→ Assigned task:
Go to the line containing "assert!((m.tdee - 1628.75" in the listing below. Output that line and each later one exactly.
___ Material provided ___
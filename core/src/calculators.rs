//! Body metric formulas: BMI, BMR (Mifflin-St Jeor) and TDEE.
//!
//! Everything here is pure. Functions that depend on "now" take `today` as an
//! argument so callers decide which clock to use.

use std::fmt;
use std::str::FromStr;

use chrono::{Datelike, NaiveDate};
use serde::{Deserialize, Serialize};

use crate::error::InvalidInput;

#[derive(Debug, Clone, Copy, PartialEq, Eq, Hash, Serialize, Deserialize)]
#[serde(rename_all = "lowercase")]
pub enum Sex {
    Male,
    Female,
    Other,
}

impl Sex {
    pub const ALL: [Sex; 3] = [Sex::Male, Sex::Female, Sex::Other];

    /// Constant added after the shared `10w + 6.25h - 5a` term.
    #[must_use]
    pub fn offset(self) -> f64 {
        match self {
            Sex::Male => 5.0,
            Sex::Female => -161.0,
            Sex::Other => -78.0,
        }
    }

    #[must_use]
    pub fn as_str(self) -> &'static str {
        match self {
            Sex::Male => "male",
            Sex::Female => "female",
            Sex::Other => "other",
        }
    }
}

impl FromStr for Sex {
    type Err = InvalidInput;

    fn from_str(s: &str) -> Result<Self, Self::Err> {
        match s.trim().to_lowercase().as_str() {
            "male" => Ok(Sex::Male),
            "female" => Ok(Sex::Female),
            "other" => Ok(Sex::Other),
            _ => Err(InvalidInput::UnknownSex(s.to_string())),
        }
    }
}

impl fmt::Display for Sex {
    fn fmt(&self, f: &mut fmt::Formatter<'_>) -> fmt::Result {
        f.write_str(self.as_str())
    }
}

#[derive(Debug, Clone, Copy, PartialEq, Eq, Hash, Serialize, Deserialize, Default)]
#[serde(rename_all = "snake_case")]
pub enum ActivityLevel {
    /// Little or no exercise
    #[default]
    Sedentary,
    /// Exercise 1-3 times a week
    Light,
    /// Exercise 4-5 times a week
    Moderate,
    /// Exercise 6-7 times a week
    Active,
    /// Training twice a day or more
    VeryActive,
}

impl ActivityLevel {
    pub const ALL: [ActivityLevel; 5] = [
        ActivityLevel::Sedentary,
        ActivityLevel::Light,
        ActivityLevel::Moderate,
        ActivityLevel::Active,
        ActivityLevel::VeryActive,
    ];

    #[must_use]
    pub fn multiplier(self) -> f64 {
        match self {
            ActivityLevel::Sedentary => 1.2,
            ActivityLevel::Light => 1.375,
            ActivityLevel::Moderate => 1.55,
            ActivityLevel::Active => 1.725,
            ActivityLevel::VeryActive => 1.9,
        }
    }

    #[must_use]
    pub fn as_str(self) -> &'static str {
        match self {
            ActivityLevel::Sedentary => "sedentary",
            ActivityLevel::Light => "light",
            ActivityLevel::Moderate => "moderate",
            ActivityLevel::Active => "active",
            ActivityLevel::VeryActive => "very_active",
        }
    }

    #[must_use]
    pub fn description(self) -> &'static str {
        match self {
            ActivityLevel::Sedentary => "Little or no exercise",
            ActivityLevel::Light => "Exercise 1-3 times per week",
            ActivityLevel::Moderate => "Exercise 4-5 times per week",
            ActivityLevel::Active => "Exercise 6-7 times per week",
            ActivityLevel::VeryActive => "Exercise twice a day or more",
        }
    }
}

impl FromStr for ActivityLevel {
    type Err = InvalidInput;

    /// Keys are matched exactly; only surrounding whitespace is ignored.
    fn from_str(s: &str) -> Result<Self, Self::Err> {
        ActivityLevel::ALL
            .into_iter()
            .find(|level| level.as_str() == s.trim())
            .ok_or_else(|| InvalidInput::UnknownActivityLevel(s.to_string()))
    }
}

impl fmt::Display for ActivityLevel {
    fn fmt(&self, f: &mut fmt::Formatter<'_>) -> fmt::Result {
        f.write_str(self.as_str())
    }
}

/// Round half away from zero to two decimal places.
#[must_use]
pub fn round2(value: f64) -> f64 {
    (value * 100.0).round() / 100.0
}

/// Body Mass Index: `weight / height_m²`, rounded to 2 decimals.
///
/// A non-positive height yields `0.0` instead of dividing by zero.
#[must_use]
pub fn bmi(weight_kg: f64, height_cm: f64) -> f64 {
    if height_cm <= 0.0 {
        return 0.0;
    }
    let height_m = height_cm / 100.0;
    round2(weight_kg / (height_m * height_m))
}

/// Age as the difference of calendar years. Month and day are ignored.
#[must_use]
pub fn age_in_years(birth_date: NaiveDate, today: NaiveDate) -> i32 {
    today.year() - birth_date.year()
}

/// Basal Metabolic Rate (Mifflin-St Jeor) in kcal/day.
#[must_use]
pub fn bmr(
    weight_kg: f64,
    height_cm: f64,
    birth_date: NaiveDate,
    sex: Sex,
    today: NaiveDate,
) -> f64 {
    let age = f64::from(age_in_years(birth_date, today));
    10.0 * weight_kg + 6.25 * height_cm - 5.0 * age + sex.offset()
}

/// Total Daily Energy Expenditure: BMR scaled by the activity multiplier.
#[must_use]
pub fn tdee(bmr: f64, level: ActivityLevel) -> f64 {
    bmr * level.multiplier()
}

/// [`bmr`] for callers holding the raw sex string.
pub fn bmr_from_str(
    weight_kg: f64,
    height_cm: f64,
    birth_date: NaiveDate,
    sex: &str,
    today: NaiveDate,
) -> Result<f64, InvalidInput> {
    let sex: Sex = sex.parse()?;
    Ok(bmr(weight_kg, height_cm, birth_date, sex, today))
}

/// [`tdee`] for callers holding the raw activity level key.
pub fn tdee_from_str(bmr: f64, level: &str) -> Result<f64, InvalidInput> {
    let level: ActivityLevel = level.parse()?;
    Ok(tdee(bmr, level))
}

/// The three derived values stored with every profile snapshot.
#[derive(Debug, Clone, Copy, PartialEq, Serialize)]
pub struct ProfileMetrics {
    pub bmi: f64,
    pub bmr: f64,
    pub tdee: f64,
}

impl ProfileMetrics {
    /// BMR is only computed for a positive height and TDEE only for a
    /// positive BMR; otherwise they are zero.
    #[must_use]
    pub fn compute(
        weight_kg: f64,
        height_cm: f64,
        birth_date: NaiveDate,
        sex: Sex,
        level: ActivityLevel,
        today: NaiveDate,
    ) -> Self {
        let bmi = bmi(weight_kg, height_cm);
        let bmr = if height_cm > 0.0 {
            bmr(weight_kg, height_cm, birth_date, sex, today)
        } else {
            0.0
        };
        let tdee = if bmr > 0.0 { tdee(bmr, level) } else { 0.0 };
        Self { bmi, bmr, tdee }
    }
}

#[cfg(test)]
mod tests {
    use super::*;

    fn ymd(y: i32, m: u32, d: u32) -> NaiveDate {
        NaiveDate::from_ymd_opt(y, m, d).unwrap()
    }

    #[test]
    fn test_bmi_reference_value() {
        assert_eq!(bmi(70.0, 175.0), 22.86);
    }

    #[test]
    fn test_bmi_zero_height() {
        assert_eq!(bmi(70.0, 0.0), 0.0);
        assert_eq!(bmi(120.0, 0.0), 0.0);
        assert_eq!(bmi(70.0, -10.0), 0.0);
    }

    #[test]
    fn test_age_ignores_month_and_day() {
        let today = ymd(2024, 1, 1);
        assert_eq!(age_in_years(ymd(1990, 12, 31), today), 34);
        assert_eq!(age_in_years(ymd(1990, 1, 1), today), 34);
    }

    #[test]
    fn test_bmr_male_reference_value() {
        // 10*70 + 6.25*175 - 5*34 + 5 = 1628.75
        let v = bmr(70.0, 175.0, ymd(1990, 6, 1), Sex::Male, ymd(2024, 3, 1));
        assert!((v - 1628.75).abs() < 1e-9);
    }

    #[test]
    fn test_bmr_male_female_gap() {
        let birth = ymd(1985, 4, 12);
        let today = ymd(2024, 6, 15);
        let male = bmr(80.0, 180.0, birth, Sex::Male, today);
        let female = bmr(80.0, 180.0, birth, Sex::Female, today);
        assert_eq!(male - female, 166.0);
    }

    #[test]
    fn test_bmr_other_offset() {
        let birth = ymd(2000, 1, 1);
        let today = ymd(2024, 1, 1);
        let male = bmr(60.0, 165.0, birth, Sex::Male, today);
        let other = bmr(60.0, 165.0, birth, Sex::Other, today);
        assert_eq!(male - other, 83.0);
    }

    #[test]
    fn test_bmr_monotonic_in_weight_and_height() {
        let birth = ymd(1995, 2, 2);
        let today = ymd(2024, 2, 2);
        for sex in Sex::ALL {
            let mut prev = f64::MIN;
            for w in 40..120 {
                let v = bmr(f64::from(w), 170.0, birth, sex, today);
                assert!(v > prev);
                prev = v;
            }
            let mut prev = f64::MIN;
            for h in 140..210 {
                let v = bmr(70.0, f64::from(h), birth, sex, today);
                assert!(v > prev);
                prev = v;
            }
        }
    }

    #[test]
    fn test_sex_parse_case_insensitive() {
        assert_eq!("Male".parse::<Sex>().unwrap(), Sex::Male);
        assert_eq!("FEMALE".parse::<Sex>().unwrap(), Sex::Female);
        assert_eq!(" other ".parse::<Sex>().unwrap(), Sex::Other);
    }

    #[test]
    fn test_sex_parse_invalid() {
        let err = "robot".parse::<Sex>().unwrap_err();
        assert_eq!(err, InvalidInput::UnknownSex("robot".to_string()));
    }

    #[test]
    fn test_bmr_from_str_rejects_unknown_sex() {
        let r = bmr_from_str(70.0, 175.0, ymd(1990, 1, 1), "x", ymd(2024, 1, 1));
        assert!(r.is_err());
        let ok = bmr_from_str(70.0, 175.0, ymd(1990, 1, 1), "MALE", ymd(2024, 1, 1));
        assert!(ok.is_ok());
    }

    #[test]
    fn test_tdee_exact_for_each_level() {
        let base = 1628.75;
        let expected = [
            ("sedentary", 1.2),
            ("light", 1.375),
            ("moderate", 1.55),
            ("active", 1.725),
            ("very_active", 1.9),
        ];
        for (key, factor) in expected {
            let level: ActivityLevel = key.parse().unwrap();
            assert_eq!(tdee(base, level), base * factor);
            assert_eq!(tdee_from_str(base, key).unwrap(), base * factor);
        }
    }

    #[test]
    fn test_tdee_unknown_level() {
        assert!(tdee_from_str(1500.0, "couch_potato").is_err());
        assert!(tdee_from_str(1500.0, "").is_err());
        assert!(matches!(
            "extreme".parse::<ActivityLevel>(),
            Err(InvalidInput::UnknownActivityLevel(_))
        ));
    }

    #[test]
    fn test_activity_level_round_trips_through_key() {
        for level in ActivityLevel::ALL {
            assert_eq!(level.as_str().parse::<ActivityLevel>().unwrap(), level);
        }
    }

    #[test]
    fn test_profile_metrics_zero_height() {
        let m = ProfileMetrics::compute(
            70.0,
            0.0,
            ymd(1990, 1, 1),
            Sex::Male,
            ActivityLevel::Active,
            ymd(2024, 1, 1),
        );
        assert_eq!(m.bmi, 0.0);
        assert_eq!(m.bmr, 0.0);
        assert_eq!(m.tdee, 0.0);
    }

    #[test]
    fn test_profile_metrics_full() {
        let m = ProfileMetrics::compute(
            70.0,
            175.0,
            ymd(1990, 1, 1),
            Sex::Male,
            ActivityLevel::Sedentary,
            ymd(2024, 1, 1),
        );
        assert_eq!(m.bmi, 22.86);
        assert!((m.bmr - 1628.75).abs() < 1e-9);
        assert!((m.tdee - 1628.75 * 1.2).abs() < 1e-9);
    }

    #[test]
    fn test_profile_metrics_negative_bmr_has_no_tdee() {
        // A tiny weight drives BMR below zero; TDEE is then not computed.
        let m = ProfileMetrics::compute(
            1.0,
            10.0,
            ymd(1920, 1, 1),
            Sex::Female,
            ActivityLevel::VeryActive,
            ymd(2024, 1, 1),
        );
        assert!(m.bmr < 0.0);
        assert_eq!(m.tdee, 0.0);
    }
}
___
→ Exercise output:
        assert!((m.tdee - 1628.75 * 1.2).abs() < 1e-9);
    }

    #[test]
    fn test_profile_metrics_negative_bmr_has_no_tdee() {
        // A tiny weight drives BMR below zero; TDEE is then not computed.
        let m = ProfileMetrics::compute(
            1.0,
            10.0,
            ymd(1920, 1, 1),
            Sex::Female,
            ActivityLevel::VeryActive,
            ymd(2024, 1, 1),
        );
        assert!(m.bmr < 0.0);
        assert_eq!(m.tdee, 0.0);
    }
}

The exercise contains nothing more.